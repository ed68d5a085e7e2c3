//! Integration tests for the Sampler → Regulator → Actuator pipeline.
//!
//! These run on the host and drive [`ControlLoop`] through scripted
//! temperature/current sequences, asserting on the physical write log
//! and the emitted events.

use crate::mock_hw::{MockHardware, RecordingSink, Write};

use thermoreg::app::events::AppEvent;
use thermoreg::app::service::ControlLoop;
use thermoreg::config::SystemConfig;
use thermoreg::control::{ActuatorState, Alarm, PeltierState, Sample};

const PERIOD: u32 = 2000;

fn started(hw: &mut MockHardware) -> (ControlLoop, RecordingSink) {
    let mut ctl = ControlLoop::new(SystemConfig::REFERENCE);
    let mut sink = RecordingSink::new();
    ctl.start(hw, &mut sink);
    (ctl, sink)
}

fn s(t: f32, c: f32) -> Sample {
    Sample::from_raw(t, c)
}

// ── Start-up ──────────────────────────────────────────────────

#[test]
fn start_drives_both_outputs_low_and_announces_config() {
    let mut hw = MockHardware::new();
    let (ctl, sink) = started(&mut hw);

    assert_eq!(hw.writes, [Write::Peltier(false), Write::Cooler(false)]);
    assert_eq!(ctl.state(), ActuatorState::OFF);
    assert!(matches!(sink.events.as_slice(), [AppEvent::Started(c)] if *c == SystemConfig::REFERENCE));
    assert_eq!(hw.samples_taken, 0, "start must not sample");
}

// ── Cadence ───────────────────────────────────────────────────

#[test]
fn poll_runs_one_cycle_per_period() {
    let mut hw = MockHardware::new();
    let (mut ctl, mut sink) = started(&mut hw);

    let mut ran = 0;
    for now in (0..=10_000u32).step_by(100) {
        if ctl.poll(now, &mut hw, &mut sink).is_some() {
            ran += 1;
        }
    }
    // Cycles at 0, 2000, 4000, 6000, 8000, 10000.
    assert_eq!(ran, 6);
    assert_eq!(ctl.cycles(), 6);
    assert_eq!(hw.samples_taken, 6);
}

#[test]
fn poll_survives_tick_rollover() {
    let mut hw = MockHardware::new();
    let (mut ctl, mut sink) = started(&mut hw);

    let start = u32::MAX - 500;
    assert!(ctl.poll(start, &mut hw, &mut sink).is_some());
    assert!(ctl.poll(start.wrapping_add(1999), &mut hw, &mut sink).is_none());
    assert!(ctl.poll(start.wrapping_add(PERIOD), &mut hw, &mut sink).is_some());
}

// ── Regulation sequences ──────────────────────────────────────

#[test]
fn warm_up_then_cool_down_cycle() {
    let mut hw = MockHardware::scripted([
        s(10.0, 6.5), // dead band, stays off
        s(15.6, 6.5), // above 15.5, engage
        s(12.0, 6.5), // dead band, stays on
        s(1.4, 6.5),  // below 1.5, disengage
        s(10.0, 6.5), // dead band, stays off
    ]);
    let (mut ctl, mut sink) = started(&mut hw);

    let states: Vec<bool> = (0..5)
        .map(|i| ctl.run_cycle(i * PERIOD, &mut hw, &mut sink).state.peltier_on)
        .collect();
    assert_eq!(states, [false, true, true, false, false]);

    let transitions: Vec<(PeltierState, PeltierState)> = sink
        .events
        .iter()
        .filter_map(|e| match e {
            AppEvent::PeltierChanged { from, to } => Some((*from, *to)),
            _ => None,
        })
        .collect();
    assert_eq!(
        transitions,
        [
            (PeltierState::Disengaged, PeltierState::Engaged),
            (PeltierState::Engaged, PeltierState::Disengaged),
        ]
    );
}

#[test]
fn outputs_rewritten_every_cycle_even_when_unchanged() {
    let mut hw = MockHardware::scripted([s(10.0, 6.5), s(10.0, 6.5), s(10.0, 6.5)]);
    let (mut ctl, mut sink) = started(&mut hw);
    hw.writes.clear();

    for i in 0..3 {
        ctl.run_cycle(i * PERIOD, &mut hw, &mut sink);
    }
    assert_eq!(hw.writes.len(), 6);
    assert_eq!(hw.outputs(), ActuatorState::OFF);
}

#[test]
fn engage_writes_cooler_before_peltier() {
    let mut hw = MockHardware::scripted([s(16.0, 6.5)]);
    let (mut ctl, mut sink) = started(&mut hw);
    hw.writes.clear();

    ctl.run_cycle(0, &mut hw, &mut sink);
    assert_eq!(hw.writes, [Write::Cooler(true), Write::Peltier(true)]);
}

#[test]
fn current_excursion_disengages_peltier_first() {
    let mut hw = MockHardware::scripted([s(16.0, 6.5), s(16.0, 7.5)]);
    let (mut ctl, mut sink) = started(&mut hw);

    ctl.run_cycle(0, &mut hw, &mut sink);
    hw.writes.clear();
    let report = ctl.run_cycle(PERIOD, &mut hw, &mut sink);

    assert_eq!(hw.writes, [Write::Peltier(false), Write::Cooler(false)]);
    assert!(report.alarms.contains(Alarm::CurrentHigh));
    assert_eq!(hw.outputs(), ActuatorState::OFF);
}

#[test]
fn hot_chamber_runs_cooler_without_peltier_when_current_is_low() {
    let mut hw = MockHardware::scripted([s(18.0, 5.0)]);
    let (mut ctl, mut sink) = started(&mut hw);

    let report = ctl.run_cycle(0, &mut hw, &mut sink);
    assert_eq!(
        report.state,
        ActuatorState { peltier_on: false, cooler_on: true }
    );
    assert_eq!(hw.outputs(), report.state);
    assert!(report.alarms.is_empty(), "CurrentLow needs an engaged element");
}

#[test]
fn sensor_fault_holds_outputs_and_recovers() {
    let mut hw = MockHardware::scripted([
        s(16.0, 6.5),
        Sample::new(None, Some(6.5)),
        Sample::new(None, Some(6.5)),
        s(1.0, 6.5),
    ]);
    let (mut ctl, mut sink) = started(&mut hw);

    ctl.run_cycle(0, &mut hw, &mut sink);
    for i in 1..3 {
        let r = ctl.run_cycle(i * PERIOD, &mut hw, &mut sink);
        assert!(r.state.peltier_on && r.state.cooler_on, "held across fault");
        assert!(r.alarms.contains(Alarm::SensorFault));
        assert_eq!(r.sample.temperature_c, None);
    }
    let r = ctl.run_cycle(3 * PERIOD, &mut hw, &mut sink);
    assert!(!r.state.peltier_on);
    assert!(!r.alarms.contains(Alarm::SensorFault), "alarms are not latched");
}

#[test]
fn sensor_fault_holds_through_current_excursion_until_temperature_returns() {
    let mut hw = MockHardware::scripted([
        s(16.0, 6.5),
        Sample::new(None, Some(8.0)),
        s(16.0, 8.0),
    ]);
    let (mut ctl, mut sink) = started(&mut hw);

    ctl.run_cycle(0, &mut hw, &mut sink);
    let r = ctl.run_cycle(PERIOD, &mut hw, &mut sink);
    assert_eq!(r.state, ActuatorState { peltier_on: true, cooler_on: true });
    assert!(r.alarms.contains(Alarm::SensorFault));
    assert!(r.alarms.contains(Alarm::CurrentHigh), "current alarms still evaluated");

    let r = ctl.run_cycle(2 * PERIOD, &mut hw, &mut sink);
    assert!(!r.state.peltier_on, "interlock acts once temperature is valid");
}

#[test]
fn lost_current_sense_disengages() {
    let mut hw = MockHardware::scripted([s(16.0, 6.5), Sample::new(Some(16.0), None)]);
    let (mut ctl, mut sink) = started(&mut hw);

    ctl.run_cycle(0, &mut hw, &mut sink);
    let r = ctl.run_cycle(PERIOD, &mut hw, &mut sink);
    assert!(!r.state.peltier_on);
    assert!(r.alarms.contains(Alarm::CurrentSenseFault));
}

// ── Actuator faults ───────────────────────────────────────────

#[test]
fn broken_cooler_never_leaves_peltier_energised() {
    let mut hw = MockHardware::scripted([s(16.0, 6.5), s(16.0, 6.5)]);
    let (mut ctl, mut sink) = started(&mut hw);
    hw.broken = Some("cooler");

    for i in 0..2 {
        ctl.run_cycle(i * PERIOD, &mut hw, &mut sink);
        assert!(!hw.outputs().peltier_on);
    }
    assert_eq!(
        sink.count(|e| matches!(e, AppEvent::ActuatorFault(_))),
        2,
        "one fault per failed cycle"
    );
    assert_eq!(ctl.cycles(), 2, "loop keeps running");
}

#[test]
fn actuator_fault_recovers_on_next_cycle() {
    let mut hw = MockHardware::scripted([s(16.0, 6.5), s(16.0, 6.5)]);
    let (mut ctl, mut sink) = started(&mut hw);

    hw.broken = Some("peltier");
    ctl.run_cycle(0, &mut hw, &mut sink);
    assert!(!hw.outputs().peltier_on);

    hw.broken = None;
    ctl.run_cycle(PERIOD, &mut hw, &mut sink);
    assert_eq!(
        hw.outputs(),
        ActuatorState { peltier_on: true, cooler_on: true }
    );
}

::::::

Look for the string "scripted" in the listing above and copy every line holding it.

//! These run on the host and drive [`ControlLoop`] through scripted
    let mut hw = MockHardware::scripted([
    let mut hw = MockHardware::scripted([s(10.0, 6.5), s(10.0, 6.5), s(10.0, 6.5)]);
    let mut hw = MockHardware::scripted([s(16.0, 6.5)]);
    let mut hw = MockHardware::scripted([s(16.0, 6.5), s(16.0, 7.5)]);
    let mut hw = MockHardware::scripted([s(18.0, 5.0)]);
    let mut hw = MockHardware::scripted([
    let mut hw = MockHardware::scripted([
    let mut hw = MockHardware::scripted([s(16.0, 6.5), Sample::new(Some(16.0), None)]);
    let mut hw = MockHardware::scripted([s(16.0, 6.5), s(16.0, 6.5)]);
    let mut hw = MockHardware::scripted([s(16.0, 6.5), s(16.0, 6.5)]);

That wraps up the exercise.